Process | Topic Modeling the Supreme Court

What did I have to build to collect my data? Well, it started with a lot of Googling and help from fellow students and computer science professors at Lafayette College who know a bit more about programming than I do.

First, I needed to figure out how to build a web scraper to collect all the data from Supreme Court cases from caselaw.findlaw.com, like this one. The image below is a screenshot of what the source code to Citizens United‘s webpage.

source code

You can see the different tags on the HTML code. If you look closely, you can see that there is a marking called “opinion1”. That’s where Justice Anthony Kennedy’s majority opinion begins. That tag is standardized for most of the cases on this webpage and, for most Supreme Court cases past 2009, the URL for the website is determined by the case’s docket number. There’s also another collection of tags that mark when the majority opinion ends.

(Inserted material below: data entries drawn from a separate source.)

//! Simulated capture devices for tests and demos.

mod backend;
mod config;
mod connection;
mod control;
mod stream;

pub use backend::SimBackend;
pub use config::{SimDeviceConfig, SimKind};
pub use connection::SimConnection;
pub use control::SimControl;
pub use stream::{PACKET_HEADER, framed_index_of, payload_length_of, plain_index_of};
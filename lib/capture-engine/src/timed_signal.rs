use std::{
    sync::{Condvar, Mutex, MutexGuard},
    time::Duration,
};

pub const DEFAULT_BASE_RATE: f64 = 30.0;

/// Wake-up flag with bounded waits.
///
/// Any number of `unlock()` calls between two successful locks collapse
/// into one pending wake-up.
#[derive(Debug)]
pub struct TimedSignal {
    state: Mutex<SignalState>,
    cond: Condvar,
    base_rate: f64,
}

#[derive(Debug)]
struct SignalState {
    count: u32,
    time_multiplier: f64,
}

impl Default for TimedSignal {
    fn default() -> Self {
        Self::new(DEFAULT_BASE_RATE)
    }
}

impl TimedSignal {
    pub fn new(base_rate: f64) -> Self {
        Self {
            state: Mutex::new(SignalState {
                count: 0,
                time_multiplier: 1.0,
            }),
            cond: Condvar::new(),
            base_rate,
        }
    }

    pub fn lock(&self) {
        let mut state = self.state();
        while state.count == 0 {
            state = self.cond.wait(state).unwrap_or_else(|e| e.into_inner());
        }
        state.count = 0;
    }

    /// Returns `false` if nothing was signaled within [`Self::wait_time`].
    pub fn timed_lock(&self) -> bool {
        let timeout = self.wait_time();
        let state = self.state();
        let (mut state, _) = self
            .cond
            .wait_timeout_while(state, timeout, |s| s.count == 0)
            .unwrap_or_else(|e| e.into_inner());

        if state.count == 0 {
            return false;
        }
        state.count = 0;
        true
    }

    pub fn try_lock(&self) -> bool {
        let mut state = self.state();
        if state.count == 0 {
            return false;
        }
        state.count = 0;
        true
    }

    pub fn unlock(&self) {
        self.state().count = 1;
        self.cond.notify_all();
    }

    /// Values below or equal to zero are ignored.
    pub fn update_time_multiplier(&self, multiplier: f64) {
        if multiplier <= 0.0 {
            return;
        }
        self.state().time_multiplier = multiplier;
    }

    pub fn wait_time(&self) -> Duration {
        let multiplier = self.state().time_multiplier;
        Duration::from_secs_f64(multiplier / self.base_rate)
    }

    fn state(&self) -> MutexGuard<'_, SignalState> {
        self.state.lock().unwrap_or_else(|e| e.into_inner())
    }
}
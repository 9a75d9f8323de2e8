use crate::{SimDeviceConfig, SimKind};
use byteorder::{ByteOrder, LittleEndian};
use capture_device::{CaptureMode, FTD2_OLDDS_SYNCH_VALUES, StreamFraming};
use rand::{Rng, SeedableRng, rngs::StdRng};

/// FTDI modem status bytes leading every packet.
pub const PACKET_HEADER: [u8; 2] = [0x32, 0x60];

/// Payload words carry the high bit so they never look like the marker.
const PAYLOAD_FLAG: u16 = 0x8000;

/// Frame count and payload length encoded in a framed frame's first words.
pub fn payload_length_of(logical: &[u8]) -> usize {
    if logical.len() < 2 {
        return 0;
    }
    (LittleEndian::read_u16(logical) & !PAYLOAD_FLAG) as usize * 2
}

pub fn framed_index_of(logical: &[u8]) -> Option<u16> {
    let word = LittleEndian::read_u16(logical.get(2..4)?);
    Some(word & !PAYLOAD_FLAG)
}

/// Frame counter stamped on the front of every plain frame.
pub fn plain_index_of(data: &[u8]) -> Option<u64> {
    data.get(..8).map(LittleEndian::read_u64)
}

/// Deterministic content source of one simulated device.
#[derive(Debug)]
pub(crate) struct SimStream {
    kind: SimKind,
    framing: StreamFraming,
    seed: u64,
    max_run_words: usize,
    frame_bytes: usize,

    // logical byte position in the ideal framed stream
    position: u64,
    cached_frame: Option<(u64, usize)>,
    idle_at: u64,
    idle_left: usize,

    plain_frames: u64,
}

impl SimStream {
    pub fn new(config: &SimDeviceConfig) -> Self {
        Self {
            kind: config.kind,
            framing: StreamFraming::default(),
            seed: config.seed,
            max_run_words: config.max_run_words.max(1),
            frame_bytes: config.frame_size(CaptureMode::default()),
            position: 0,
            cached_frame: None,
            idle_at: 0,
            idle_left: 0,
            plain_frames: 0,
        }
    }

    /// Restart the stream on a frame boundary with a new frame size.
    pub fn restart(&mut self, frame_bytes: usize) {
        self.frame_bytes = frame_bytes;
        self.position = 0;
        self.cached_frame = None;
        self.idle_left = 0;
    }

    pub fn shift(&mut self, bytes: usize) {
        self.position += (bytes & !1) as u64;
    }

    /// Drop the rest of the current frame, and any pending idle run.
    pub fn skip_to_boundary(&mut self) {
        let frame = self.frame_bytes.max(2) as u64;
        self.position = self.position.div_ceil(frame) * frame;
        self.idle_left = 0;
    }

    /// Extend the marker run at the next frame boundary.
    pub fn insert_idle(&mut self, bytes: usize) {
        let frame = self.frame_bytes.max(2) as u64;
        self.idle_at = self.position.div_ceil(frame) * frame;
        self.idle_left += bytes & !1;
    }

    /// Fill `raw` with what the device puts on the bus.
    pub fn fill(&mut self, raw: &mut [u8]) {
        match self.kind {
            SimKind::Plain => self.fill_plain(raw),
            SimKind::Framed => self.fill_framed(raw),
        }
    }

    fn fill_plain(&mut self, raw: &mut [u8]) {
        let index = self.plain_frames;
        self.plain_frames += 1;

        raw.fill(index as u8);
        if raw.len() >= 8 {
            LittleEndian::write_u64(&mut raw[..8], index);
        }
    }

    fn fill_framed(&mut self, raw: &mut [u8]) {
        let header = self.framing.header_size;
        for packet in raw.chunks_mut(self.framing.chunk_size) {
            let split = header.min(packet.len());
            let (head, payload) = packet.split_at_mut(split);
            head.copy_from_slice(&PACKET_HEADER[..split]);
            self.fill_logical(payload);
        }
    }

    fn fill_logical(&mut self, out: &mut [u8]) {
        let marker = FTD2_OLDDS_SYNCH_VALUES.to_le_bytes();

        for byte in out.iter_mut() {
            if self.idle_left > 0 && self.position == self.idle_at {
                *byte = marker[self.idle_left % 2];
                self.idle_left -= 1;
                continue;
            }

            let word = self.word_at(self.position & !1);
            *byte = word.to_le_bytes()[(self.position % 2) as usize];
            self.position += 1;
        }
    }

    fn word_at(&mut self, position: u64) -> u16 {
        let frame_bytes = self.frame_bytes.max(2) as u64;
        let frame = position / frame_bytes;
        let word = ((position % frame_bytes) / 2) as usize;

        let payload_words = self.payload_words(frame);
        if word >= payload_words {
            return FTD2_OLDDS_SYNCH_VALUES;
        }

        let value = match word {
            0 => payload_words as u16,
            1 => frame as u16,
            _ => word as u16,
        };
        PAYLOAD_FLAG | (value & !PAYLOAD_FLAG)
    }

    fn payload_words(&mut self, frame: u64) -> usize {
        if let Some((cached, words)) = self.cached_frame
            && cached == frame
        {
            return words;
        }

        let total = self.frame_bytes / 2;
        let max_run = self.max_run_words.min(total.saturating_sub(2)).max(1);
        let mut rng = StdRng::seed_from_u64(self.seed ^ frame.wrapping_mul(0x9E37_79B9_7F4A_7C15));
        let run = rng.random_range(1..=max_run);
        let words = total.saturating_sub(run);

        self.cached_frame = Some((frame, words));
        words
    }
}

But how was that information useful to me? Good question. It took me a bit of time to figure that out, too. Although I had some coding experience before, I had never built a web scraper. And I had only coded in Java. But Python seemed like the easiest language to code web scrapers in, so I downloaded it on my computer and started learning it by doing lots of Googling, using Codecademy, Learn Python the Hard Way, and Stack Overflow. All of these are great resources for anyone trying to learn to code. Plus, Learn Python the Hard Way also taught me command line, which I needed to learn for this project, too.

The best Python library for accessing HTML tags was Beautiful Soup. There are instructions on the website on how to download it–it’s very easy, and most of the documentation is fairly intuitive. A screenshot of the page is below.

beautifulSoup Screenshot

I used other libraries, too, so I could clean the HTML code to produce a text file without the HTML tags. I also created a file that kept track of the cases’ docket numbers and names that couldn’t be accessed by my code, so I could manually copy them into the text fine later. All of the docket number were taken from a CSV file I got from Harold Spaeth’s Supreme Court Database. A picture of my code is below, written using the text editor Sublime. You can check it out here.

codeOne

I then ran my code in Windows PowerShell. If you look closely, you can see the website its accessing, and the print-out statements on the tags its accessing at the beginning and end of the opinions.

program running screenshot

Once I had my data, I needed a way to perform topic-modeling analysis on it. MALLET seemed like the best program I found. It’s complicated to use, but The Programming Historian has a great tutorial on how to do it. Using Command Line, I plugged in the data set I wanted to topic modeling, put in the amount of topics I wanted, and got two sets of data back: the collections of words that make up the “topics” and the percentage of how much of the each text file they compose. These data sets were used to produce the graphs you see in the “Results” portion of this website.

mallet screen shot

Other variations of this process were used to create a code that limited the data collection to an issue area, different numbers of topics and different data sets.